He said, carefully, ‘Catriana, I cannot tell you how frightened I was tonight. You must listen to me now, and try to think this through, because it is something that matters very much.’ His expression was odd, and there was something in his voice she couldn’t quite pin down.
He reached out and laid his hand over hers where it lay upon the blanket. ‘Catriana, I do not measure your worth by your father’s. None of us ever has. You must stop doing this to yourself. There was never anything for you to redeem. You are what you are, in and of yourself.’
This was difficult ground for her, the most difficult of all, and she found that her heartbeat had quickened. She watched him, blue eyes on his grey ones. His long, slender fingers were covering her own. She said:
‘We arrive with a past, a history. Families matter. He was a coward and he fled.’
Alessan shook his head; there was still something strained in his expression. ‘We have to be so careful,’ he murmured. ‘So very careful when we judge them, and what they did in those days. There are reasons why a man with a wife and an infant daughter might choose—other than fear for himself—to stay with the two of them and try to keep them alive. Oh, my dear, in all these years I have seen so many men and women who went away for their children.’
She could feel her tears starting now and she fought to blink them back. She hated talking about this. It was the hard kernel of pain at the core of all she did.
‘But it was before the Deisa,’ she whispered. ‘He left before the battles. Even the one we won.’
Again he shook his head, wincing at the sight of her distress. He lifted her hand suddenly and carried it to his lips. She could not remember his ever having done that before. There was something completely strange about all of this.
‘Parents and children,’ he said, so softly she almost missed the words. ‘It is so hard; we are so quick to judge.’ He hesitated. ‘I don’t know if Devin told you, but my mother cursed me in the hour before she died. She called me a traitor and a coward.’
She blinked, moved to sit up. Too suddenly. She was dizzy and terribly weak. Devin hadn’t told her any such thing; he had said next to nothing about that day.
‘How could she?’ she said, anger rising in her, against this woman she had never seen. ‘You? A coward? Doesn’t . . . didn’t she know anything about . . .’

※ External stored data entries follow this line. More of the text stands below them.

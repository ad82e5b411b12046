// Only compile UI module when TUI feature is enabled
#[cfg(feature = "tui")]
mod ui;

use anyhow::Result;

fn main() -> Result<()> {
    run_ui_mode()
}

#[cfg(feature = "tui")]
fn run_ui_mode() -> Result<()> {
    use intune_split::ROOMMATE_ID;

    println!("🏠 InTune Split v{}", intune_split::VERSION);
    println!("   Splitting expenses with {}", ROOMMATE_ID);
    println!("   Session only - nothing is saved on exit.\n");
    println!("Starting UI... (Press Esc to quit)\n");

    let mut app = ui::App::new();
    ui::run_ui(&mut app)?;

    println!("\n✅ Session closed - in-memory expenses discarded");

    Ok(())
}

#[cfg(not(feature = "tui"))]
fn run_ui_mode() -> Result<()> {
    eprintln!("❌ TUI mode not available!");
    eprintln!("   Rebuild with: cargo build --features tui");
    std::process::exit(1);
}
// InTune Split - Core Library
// Exposes all modules for use in the TUI binary and tests

pub mod expense;
pub mod balance;
pub mod form;
pub mod payment;

// Re-export commonly used types
pub use expense::{fmt_inr, Category, Expense, ExpenseStore, Payer, ROOMMATE_ID};
pub use balance::{net_balance, BalanceStatus};
pub use form::{ExpenseForm, Field};
pub use payment::{open_app_toast, settlement_toast, QrPreview, QrSlot};

/// Library version
pub const VERSION: &str = env!("CARGO_PKG_VERSION");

‘She knew almost all of it,’ he said quietly. ‘She simply disagreed as to where my duty lay. That is what I am trying to say, Catriana: it is possible to differ on such matters, and to reach a place as terrible as that one was for both of us. I am learning so many things so late. In this world, where we find ourselves, we need compassion more than anything, I think, or we are all alone.’
She managed this time to push herself up higher in the bed. She looked at him, imagining that day, those words of his mother. She remembered what she herself had said to her father on her own last night at home, words that had driven him violently out of the house into the dark. He had still been out there somewhere, alone, when she had gone away.
She swallowed. ‘Did it . . . did it end like that with your mother? Was that how she died?’
‘She never unsaid the words, but she let me take her hand before the end. I don’t think I’ll ever know if that meant . . .’
‘Of course it did!’ she said quickly. ‘Of course it did, Alessan. We all do that. We do with our hands, our eyes, what we are afraid to say.’ She surprised herself; she hadn’t known she knew any such thing.
He smiled then, and looked down to where his fingers still covered hers. She felt herself colouring. He said, ‘There is a truth there. I am doing that now, Catriana. Perhaps I am a coward, after all.’
He had sent the others from the room. Her heart was still beating very fast. She looked at his eyes and then quickly away, afraid that after what she had just said it would look like she was probing. She felt like a child again, confused, certain that she was missing something here. She had always, always hated not understanding what was happening. But at the same time there seemed to be this very odd, extraordinary warmth growing inside her, and a queer sensation of light, brighter than the candles in the room should have allowed.
Fighting to control her breathing, needing an answer, but absurdly afraid of what it might be, she stammered, ‘I . . . would you . . . explain that to me? Please?’
She watched him closely this time, watched him smile, saw what kindled in his eyes, she even read his lips as they moved.
‘When I saw you fall,’ he murmured, his hand still holding hers, ‘I realized that I was falling with you, my dear. I finally understood, too late, what I had denied to myself for so long, how absolutely I had debarred myself from something important, even the acknowledging of its possibility, while Tigana was still gone. The heart . . . has its own laws though, Catriana, and the truth is . . . the truth is that you are the law of mine. I knew it when I saw you in that window. In the moment before you leaped I knew that I loved you. Bright star of Eanna, forgive me the manner of this, but you are the harbour of my soul’s journeying.’